天气比前几天更差。
云层压得更低了,像一床湿透的棉被盖在这排房子的头顶上,把光线全部吸走,只剩下一种灰白色的、没有温度的光。
风从街道的另一头灌进来,把地上的枯叶卷起来,在台阶上打了个旋,又落下去了。
季啸风穿着一件干净的白衬衫,外面套着黑色的神父袍。
袍子是熨过的,但熨得不好,前襟还有两道褶子。
他把十字架挂在脖子上,银色的链子在风中晃来晃去。
他的手里拿着一本圣经,不是教堂里那本破的,是新的——昨天下午他去小镇的书店买的,封面是黑色的皮革,书页是白色的,翻开来有一股油墨味。

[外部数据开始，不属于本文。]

use crossterm::event::{KeyCode, KeyEvent, KeyModifiers};

use crate::tui::app::{App, Mode};
use crate::util::unicode::{next_grapheme_boundary, prev_grapheme_boundary};

/// Incremental search: the table narrows on every keystroke. Enter keeps
/// the term active, Esc restores whatever was committed before.
pub(super) fn handle_search(app: &mut App, key: KeyEvent) {
    match (key.modifiers, key.code) {
        // Cancel: drop the draft, re-derive with the committed term
        (_, KeyCode::Esc) => {
            app.mode = Mode::Navigate;
            app.search_input.clear();
            app.search_cursor = 0;
            app.search_history_index = None;
            app.refresh();
        }

        // Commit the draft
        (_, KeyCode::Enter) => {
            app.search = app.search_input.clone();
            if !app.search.is_empty() {
                let query = app.search.clone();
                // Dedup: drop any previous occurrence, newest first
                app.search_history.retain(|s| s != &query);
                app.search_history.insert(0, query);
                app.search_history.truncate(200);
            }
            app.mode = Mode::Navigate;
            app.search_input.clear();
            app.search_cursor = 0;
            app.search_history_index = None;
            app.refresh();
        }

        // History recall: Up = older
        (_, KeyCode::Up) => {
            if app.search_history.is_empty() {
                return;
            }
            let next = match app.search_history_index {
                None => {
                    app.search_draft = app.search_input.clone();
                    0
                }
                Some(idx) => (idx + 1).min(app.search_history.len() - 1),
            };
            app.search_history_index = Some(next);
            app.search_input = app.search_history[next].clone();
            app.search_cursor = app.search_input.len();
            app.refresh();
        }

        // History recall: Down = newer, past the newest restores the draft
        (_, KeyCode::Down) => {
            match app.search_history_index {
                None => return,
                Some(0) => {
                    app.search_history_index = None;
                    app.search_input = app.search_draft.clone();
                }
                Some(idx) => {
                    app.search_history_index = Some(idx - 1);
                    app.search_input = app.search_history[idx - 1].clone();
                }
            }
            app.search_cursor = app.search_input.len();
            app.refresh();
        }

        // Cursor movement within the draft, grapheme-aware
        (_, KeyCode::Left) => {
            if let Some(prev) = prev_grapheme_boundary(&app.search_input, app.search_cursor) {
                app.search_cursor = prev;
            }
        }
        (_, KeyCode::Right) => {
            if let Some(next) = next_grapheme_boundary(&app.search_input, app.search_cursor) {
                app.search_cursor = next;
            }
        }
        (_, KeyCode::Home) => {
            app.search_cursor = 0;
        }
        (_, KeyCode::End) => {
            app.search_cursor = app.search_input.len();
        }

        // Delete the grapheme before the cursor
        (_, KeyCode::Backspace) => {
            if let Some(prev) = prev_grapheme_boundary(&app.search_input, app.search_cursor) {
                app.search_input.drain(prev..app.search_cursor);
                app.search_cursor = prev;
                leave_history(app);
                app.refresh();
            }
        }

        // Delete the grapheme under the cursor
        (_, KeyCode::Delete) => {
            if let Some(next) = next_grapheme_boundary(&app.search_input, app.search_cursor) {
                app.search_input.drain(app.search_cursor..next);
                leave_history(app);
                app.refresh();
            }
        }

        // Type a character at the cursor
        (KeyModifiers::NONE | KeyModifiers::SHIFT, KeyCode::Char(c)) => {
            app.search_input.insert(app.search_cursor, c);
            app.search_cursor += c.len_utf8();
            leave_history(app);
            app.refresh();
        }

        _ => {}
    }
}

/// Any edit to the draft ends history recall
fn leave_history(app: &mut App) {
    app.search_history_index = None;
    app.search_draft.clear();
}
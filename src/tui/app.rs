use std::collections::HashMap;
use std::io;
use std::time::Duration;

use crossterm::event::{self, Event, KeyEventKind};
use crossterm::execute;
use crossterm::terminal::{
    EnterAlternateScreen, LeaveAlternateScreen, disable_raw_mode, enable_raw_mode,
};
use ratatui::Terminal;
use ratatui::backend::CrosstermBackend;
use regex::Regex;

use crate::io::lock::DeckLock;
use crate::io::project_io::{self, discover_project, load_project};
use crate::io::state::{UiState, ViewUiState, read_ui_state, write_ui_state};
use crate::io::watcher::DeckWatcher;
use crate::model::project::Project;
use crate::model::task::{Task, TaskId};
use crate::model::view::{ViewConfig, default_views};
use crate::pipeline::{self, DerivedView};

use super::input;
use super::render;
use super::theme::Theme;

/// Current interaction mode
#[derive(Debug, Clone, Copy, PartialEq, Eq)]
pub enum Mode {
    Navigate,
    Search,
}

/// Main application state.
///
/// The app owns the mutable project snapshot; `derived` is the pipeline
/// output for the active view and is recomputed after every change to the
/// tree, the view configuration, or the search term. Rendering only ever
/// reads `derived` — no view reimplements filter or sort logic.
pub struct App {
    pub project: Project,
    /// Index of the active view in project.views
    pub view_idx: usize,
    pub mode: Mode,
    pub should_quit: bool,
    pub theme: Theme,
    /// Pipeline output for the active view and search term
    pub derived: DerivedView,
    /// Per-view cursor/scroll, keyed by view id
    pub view_states: HashMap<String, ViewUiState>,
    /// Committed search term (feeds the pipeline while navigating)
    pub search: String,
    /// Draft typed in Search mode (feeds the pipeline incrementally)
    pub search_input: String,
    /// Byte offset of the cursor in search_input
    pub search_cursor: usize,
    pub search_history: Vec<String>,
    /// Index into search_history while recalling with Up/Down
    pub search_history_index: Option<usize>,
    /// Draft saved while recalling history
    pub search_draft: String,
    /// 's' pressed, waiting for the column key
    pub sort_pending: bool,
    pub show_help: bool,
    pub help_scroll: usize,
    /// Expansion flags changed; tasks.json must be written on exit
    pub dirty_tasks: bool,
    /// Sort rules changed; views.json must be written on exit
    pub dirty_views: bool,
    /// Transient one-line message for the status row
    pub status_message: Option<String>,
}

impl App {
    pub fn new(mut project: Project) -> Self {
        if project.views.is_empty() {
            project.views = default_views();
        }
        let theme = Theme::from_config(&project.config.ui);
        let view_idx = project
            .default_view()
            .and_then(|dv| project.views.iter().position(|v| v.id == dv.id))
            .unwrap_or(0);
        let derived = pipeline::derive_view(&project.tasks, &project.views[view_idx], "");

        App {
            project,
            view_idx,
            mode: Mode::Navigate,
            should_quit: false,
            theme,
            derived,
            view_states: HashMap::new(),
            search: String::new(),
            search_input: String::new(),
            search_cursor: 0,
            search_history: Vec::new(),
            search_history_index: None,
            search_draft: String::new(),
            sort_pending: false,
            show_help: false,
            help_scroll: 0,
            dirty_tasks: false,
            dirty_views: false,
            status_message: None,
        }
    }

    pub fn active_view(&self) -> &ViewConfig {
        &self.project.views[self.view_idx]
    }

    pub fn active_view_id(&self) -> &str {
        &self.project.views[self.view_idx].id
    }

    /// The search term the pipeline sees right now: the draft while typing,
    /// the committed term otherwise.
    pub fn active_search(&self) -> &str {
        match self.mode {
            Mode::Search => &self.search_input,
            Mode::Navigate => &self.search,
        }
    }

    /// Case-insensitive regex for highlighting the active search term
    pub fn active_search_re(&self) -> Option<Regex> {
        let term = self.active_search();
        if term.is_empty() {
            return None;
        }
        Regex::new(&format!("(?i){}", regex::escape(term))).ok()
    }

    /// Re-run the pipeline for the active view and clamp the cursor to the
    /// new visible set.
    pub fn refresh(&mut self) {
        let search = self.active_search().to_string();
        self.derived = pipeline::derive_view(
            &self.project.tasks,
            &self.project.views[self.view_idx],
            &search,
        );
        let max = self.derived.visible_len().saturating_sub(1);
        let state = self.view_state_mut();
        state.cursor = state.cursor.min(max);
    }

    pub fn view_state_mut(&mut self) -> &mut ViewUiState {
        let id = self.project.views[self.view_idx].id.clone();
        self.view_states.entry(id).or_default()
    }

    pub fn cursor(&self) -> usize {
        self.view_states
            .get(self.active_view_id())
            .map_or(0, |s| s.cursor)
    }

    pub fn set_cursor(&mut self, cursor: usize) {
        let max = self.derived.visible_len().saturating_sub(1);
        self.view_state_mut().cursor = cursor.min(max);
    }

    /// Id of the task under the cursor, if any rows are visible
    pub fn cursor_task_id(&self) -> Option<TaskId> {
        self.derived.visible_ids.get(self.cursor()).copied()
    }

    /// Move the cursor onto a task id, if it is currently visible
    pub fn move_cursor_to(&mut self, id: TaskId) {
        if let Some(pos) = self.derived.visible_ids.iter().position(|&v| v == id) {
            self.view_state_mut().cursor = pos;
        }
    }

    /// Switch the active view by offset (wrapping), keeping per-view state
    pub fn cycle_view(&mut self, delta: isize) {
        let len = self.project.views.len() as isize;
        self.view_idx = ((self.view_idx as isize + delta).rem_euclid(len)) as usize;
        self.refresh();
    }

    pub fn select_view(&mut self, idx: usize) {
        if idx < self.project.views.len() {
            self.view_idx = idx;
            self.refresh();
        }
    }
}

/// Parent of a task in the derived tree, if it has one
pub fn parent_of(tasks: &[Task], id: TaskId) -> Option<TaskId> {
    for task in tasks {
        if task.children.iter().any(|c| c.id == id) {
            return Some(task.id);
        }
        if let Some(found) = parent_of(&task.children, id) {
            return Some(found);
        }
    }
    None
}

/// Restore UI state from .state.json.
///
/// The last search is restored into the history, not activated — launching
/// into a silently filtered table is worse than retyping `/` + Up.
pub fn restore_ui_state(app: &mut App) {
    let ui_state = match read_ui_state(&app.project.deck_dir) {
        Some(s) => s,
        None => return,
    };

    if let Some(idx) = app
        .project
        .views
        .iter()
        .position(|v| v.id == ui_state.active_view)
    {
        app.view_idx = idx;
    }

    app.search_history = ui_state.search_history;
    if let Some(last) = ui_state.last_search
        && !app.search_history.contains(&last)
    {
        app.search_history.insert(0, last);
    }

    for (view_id, vs) in ui_state.views {
        app.view_states.insert(view_id, vs);
    }
}

/// Save UI state to .state.json
pub fn save_ui_state(app: &App) {
    let ui_state = UiState {
        active_view: app.active_view_id().to_string(),
        last_search: app.search_history.first().cloned(),
        search_history: app.search_history.clone(),
        views: app.view_states.clone(),
    };
    let _ = write_ui_state(&app.project.deck_dir, &ui_state);
}

/// Write back expansion/sort changes made in the TUI, under the lock
fn persist_changes(app: &App) -> Result<(), Box<dyn std::error::Error>> {
    let _lock = DeckLock::acquire_default(&app.project.deck_dir)?;
    if app.dirty_tasks {
        project_io::save_tasks(&app.project.deck_dir, &app.project.tasks)?;
    }
    if app.dirty_views {
        project_io::save_views(&app.project.deck_dir, &app.project.views)?;
    }
    Ok(())
}

/// Reload the project after an external edit. A mid-write file fails to
/// parse; the next watcher event retries. External edits win over pending
/// in-memory expansion/sort changes.
fn reload_project(app: &mut App) {
    if let Ok(project) = load_project(&app.project.root) {
        app.project = project;
        if app.project.views.is_empty() {
            app.project.views = default_views();
        }
        app.dirty_tasks = false;
        app.dirty_views = false;
        app.theme = Theme::from_config(&app.project.config.ui);
        app.view_idx = app.view_idx.min(app.project.views.len() - 1);
        app.refresh();
    }
}

/// Run the TUI application
pub fn run(project_dir: Option<&str>) -> Result<(), Box<dyn std::error::Error>> {
    let start = match project_dir {
        Some(dir) => std::fs::canonicalize(dir)
            .map_err(|e| format!("cannot resolve -C path '{}': {}", dir, e))?,
        None => std::env::current_dir()?,
    };
    let root = discover_project(&start)?;
    let project = load_project(&root)?;

    let mut app = App::new(project);
    restore_ui_state(&mut app);
    app.refresh();

    // Watch deck/ so external `td` invocations and hand edits show up live
    let watcher = DeckWatcher::start(&app.project.deck_dir).ok();

    // Setup terminal
    enable_raw_mode()?;
    let mut stdout = io::stdout();
    execute!(stdout, EnterAlternateScreen)?;
    let backend = CrosstermBackend::new(stdout);
    let mut terminal = Terminal::new(backend)?;
    terminal.clear()?;

    // Install panic hook to restore terminal on panic
    let original_hook = std::panic::take_hook();
    std::panic::set_hook(Box::new(move |panic_info| {
        let _ = disable_raw_mode();
        let _ = execute!(io::stdout(), LeaveAlternateScreen);
        original_hook(panic_info);
    }));

    let result = run_event_loop(&mut terminal, &mut app, watcher.as_ref());

    save_ui_state(&app);
    if app.dirty_tasks || app.dirty_views {
        persist_changes(&app)?;
    }

    // Restore terminal
    disable_raw_mode()?;
    execute!(terminal.backend_mut(), LeaveAlternateScreen)?;
    terminal.show_cursor()?;

    result
}

fn run_event_loop(
    terminal: &mut Terminal<CrosstermBackend<io::Stdout>>,
    app: &mut App,
    watcher: Option<&DeckWatcher>,
) -> Result<(), Box<dyn std::error::Error>> {
    loop {
        terminal.draw(|frame| render::render(frame, app))?;

        if event::poll(Duration::from_millis(250))?
            && let Event::Key(key) = event::read()?
            && key.kind == KeyEventKind::Press
        {
            input::handle_key(app, key);
        }

        if let Some(watcher) = watcher
            && watcher.poll().any()
        {
            reload_project(app);
        }

        if app.should_quit {
            break;
        }
    }
    Ok(())
}
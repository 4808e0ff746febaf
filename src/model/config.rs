use std::collections::HashMap;

use serde::{Deserialize, Serialize};

/// Configuration from deck/project.toml
#[derive(Debug, Clone, Serialize, Deserialize)]
pub struct DeckConfig {
    pub project: ProjectInfo,
    #[serde(default)]
    pub ui: UiConfig,
}

#[derive(Debug, Clone, Serialize, Deserialize)]
pub struct ProjectInfo {
    pub name: String,
}

#[derive(Debug, Clone, Default, Serialize, Deserialize)]
pub struct UiConfig {
    /// View id to open on launch (first saved view if absent)
    #[serde(default)]
    pub default_view: Option<String>,
    #[serde(default)]
    pub show_key_hints: bool,
    /// Base palette overrides, keyed by theme slot name
    #[serde(default)]
    pub colors: HashMap<String, String>,
    /// Per-status color overrides for table cells and board columns
    #[serde(default)]
    pub status_colors: HashMap<String, String>,
}

#[cfg(test)]
mod tests {
    use super::*;

    #[test]
    fn minimal_config_parses() {
        let config: DeckConfig = toml::from_str("[project]\nname = \"demo\"\n").unwrap();
        assert_eq!(config.project.name, "demo");
        assert!(config.ui.default_view.is_none());
        assert!(config.ui.colors.is_empty());
    }

    #[test]
    fn ui_overrides_parse() {
        let config: DeckConfig = toml::from_str(
            r##"
[project]
name = "demo"

[ui]
default_view = "board"
show_key_hints = true

[ui.colors]
background = "#101020"

[ui.status_colors]
in_progress = "#FFD700"
"##,
        )
        .unwrap();
        assert_eq!(config.ui.default_view.as_deref(), Some("board"));
        assert!(config.ui.show_key_hints);
        assert_eq!(config.ui.colors["background"], "#101020");
        assert_eq!(config.ui.status_colors["in_progress"], "#FFD700");
    }
}
use std::fs;

use crate::cli::commands::InitArgs;
use crate::io::project_io;
use crate::model::task::{
    Assignee, HealthIndicator, HealthStatus, Impact, Priority, Progress, Status, Task,
};
use crate::model::view::default_views;

const PROJECT_TOML_TEMPLATE: &str = r##"[project]
name = "{name}"

# --- UI Customization ---
# Uncomment and edit to override defaults.

# [ui]
# default_view = "all"            # view id to open on launch
# show_key_hints = false
#
# [ui.colors]
# background = "#0C001B"
# text = "#A09BFE"
# text_bright = "#FFFFFF"
# highlight = "#FB4196"
# dim = "#5A5580"
# red = "#FF4444"
# yellow = "#FFD700"
# green = "#44FF88"
# cyan = "#44DDFF"
#
# [ui.status_colors]
# new = "#A09BFE"
# planned = "#44DDFF"
# in_progress = "#FFD700"
# in_review = "#FB4196"
# completed = "#44FF88"
"##;

/// Infer a project name from a directory name: replace hyphens with spaces, title-case.
fn infer_name(dir_name: &str) -> String {
    dir_name
        .split('-')
        .map(|word| {
            let mut chars = word.chars();
            match chars.next() {
                None => String::new(),
                Some(c) => {
                    let upper: String = c.to_uppercase().collect();
                    upper + &chars.collect::<String>()
                }
            }
        })
        .collect::<Vec<_>>()
        .join(" ")
}

/// The seed tree written by `td init --sample`: enough shape to exercise
/// nesting, collapse, and every column in the table view.
fn sample_tasks() -> Vec<Task> {
    let ana = Assignee {
        id: 1,
        name: "Ana Flores".into(),
        initials: "AF".into(),
        color: "#44DDFF".into(),
    };
    let ben = Assignee {
        id: 2,
        name: "Ben Okafor".into(),
        initials: "BO".into(),
        color: "#FB4196".into(),
    };

    let mut wireframes = Task::new(2, "Draft wireframes");
    wireframes.status = Status::InProgress;
    wireframes.priority = Some(Priority::High);
    wireframes.due_date = Some("15/09/2026".into());
    wireframes.assignees.push(ana.clone());
    wireframes.progress = Some(Progress {
        percent: 60,
        history: vec![20, 40],
    });

    let mut copy = Task::new(3, "Review landing copy");
    copy.status = Status::Planned;
    copy.priority = Some(Priority::Medium);
    copy.assignees.push(ben.clone());

    let mut redesign = Task::new(1, "Website redesign");
    redesign.status = Status::InProgress;
    redesign.priority = Some(Priority::High);
    redesign.impact = Some(Impact::High);
    redesign.start_date = Some("01/09/2026".into());
    redesign.due_date = Some("30/09/2026".into());
    redesign.health.push(HealthIndicator {
        label: "Scope".into(),
        status: HealthStatus::AtRisk,
        detail: "Copy review still unscheduled".into(),
    });
    redesign.children = vec![wireframes, copy];

    let mut migration = Task::new(4, "Data migration");
    migration.status = Status::Completed;
    migration.priority = Some(Priority::Low);
    migration.assignees.push(ben);
    migration.progress = Some(Progress {
        percent: 100,
        history: vec![50, 80],
    });

    let mut onboarding = Task::new(5, "Onboarding flow");
    onboarding.status = Status::New;
    onboarding.impact = Some(Impact::Medium);
    onboarding.assignees.push(ana);

    vec![redesign, migration, onboarding]
}

pub fn cmd_init(args: InitArgs) -> Result<(), Box<dyn std::error::Error>> {
    let cwd = std::env::current_dir()?;
    let deck_dir = cwd.join("deck");

    if deck_dir.is_dir() && !args.force {
        return Err("taskdeck project already exists in ./deck/ (use --force to reinitialize)".into());
    }

    // Warn if a parent directory already holds a project
    if let Some(parent) = cwd.parent()
        && let Ok(parent_root) = project_io::discover_project(parent)
    {
        eprintln!(
            "Note: parent project found at {}/deck/",
            parent_root.display()
        );
        eprintln!("Creating new project in ./deck/");
    }

    let name = args.name.unwrap_or_else(|| {
        cwd.file_name()
            .and_then(|n| n.to_str())
            .map(infer_name)
            .unwrap_or_else(|| "Untitled".to_string())
    });

    fs::create_dir_all(&deck_dir)?;

    let toml_content = PROJECT_TOML_TEMPLATE.replace("{name}", &name);
    fs::write(deck_dir.join(project_io::CONFIG_FILE), toml_content)?;

    project_io::save_views(&deck_dir, &default_views())?;

    let task_count = if args.sample {
        let tasks = sample_tasks();
        project_io::save_tasks(&deck_dir, &tasks)?;
        crate::model::task::count_tasks(&tasks)
    } else {
        0
    };

    println!("Initialized taskdeck project: {}", name);
    if task_count > 0 {
        println!("  seeded {} sample tasks", task_count);
    }
    Ok(())
}

#[cfg(test)]
mod tests {
    use super::*;
    use crate::model::task::next_task_id;

    #[test]
    fn infer_name_title_cases_hyphenated_dirs() {
        assert_eq!(infer_name("my-cool-project"), "My Cool Project");
        assert_eq!(infer_name("taskdeck"), "Taskdeck");
        assert_eq!(infer_name("q3-launch"), "Q3 Launch");
    }

    #[test]
    fn sample_tree_has_unique_ids_and_nesting() {
        let tasks = sample_tasks();
        // next_task_id scans every level; 4 roots-or-children ids max at 5
        assert_eq!(next_task_id(&tasks), 6);
        assert!(tasks[0].has_children());
    }

    #[test]
    fn template_parses_as_valid_config() {
        let text = PROJECT_TOML_TEMPLATE.replace("{name}", "Demo");
        let config: crate::model::config::DeckConfig = toml::from_str(&text).unwrap();
        assert_eq!(config.project.name, "Demo");
        assert!(config.ui.colors.is_empty());
    }
}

季雨薇穿着修女服,头巾戴得很正,脸上化了一点妆——不是为了好看,是为了遮住眼袋和黑眼圈。
她手里拿着一个银色的香炉,炉子里点着乳香,青烟从炉盖的小孔里飘出来,被风一吹就散了。
诺曼站在最前面,风衣没系扣子,被风掀起来又落下去。
他的手里没有圣经,没有十字架,只有那个银色的怀表。
怀表的盖子打开了,指针还在逆时针转,从12往11、10、9的方向走,一圈一圈,永不停歇。
他走进去了。
季啸风和季雨薇跟在后面,三个人形成一个“品”字形——诺曼在前,两个人在后。
脚步声在门廊里回响,地板嘎吱嘎吱地叫,像在欢迎他们,又像在警告他们。
客厅里,一家人都在。
伊莉莎白站在壁炉前面,手里攥着那个木质的十字架,指节泛白。
史密斯的姿势和前几天一样——坐在单人沙发上,手放在膝盖上,眼睛盯着地板,
但今天他抬起头了,看着诺曼,眼神里有了一种前四天没有的东西:不是希望,是“终于有人来了”的释然。
艾里斯坐在餐桌旁,面前摆着一个没吃完的苹果。
苹果上有一个牙印,牙印的边缘已经发黄了,像是咬了一口之后就放在那里,再也没动过。
他的手指在桌面上敲,嗒嗒嗒,嗒嗒嗒,节奏比以前更快了。
艾莉坐在沙发上,怀里的洋娃娃换了一个姿势,被倒着抱,腿朝上,头朝下。
洋娃娃那个剩下一只纽扣的眼睛对着天花板,被灯光一照,反了一下光,像眨了一下眼。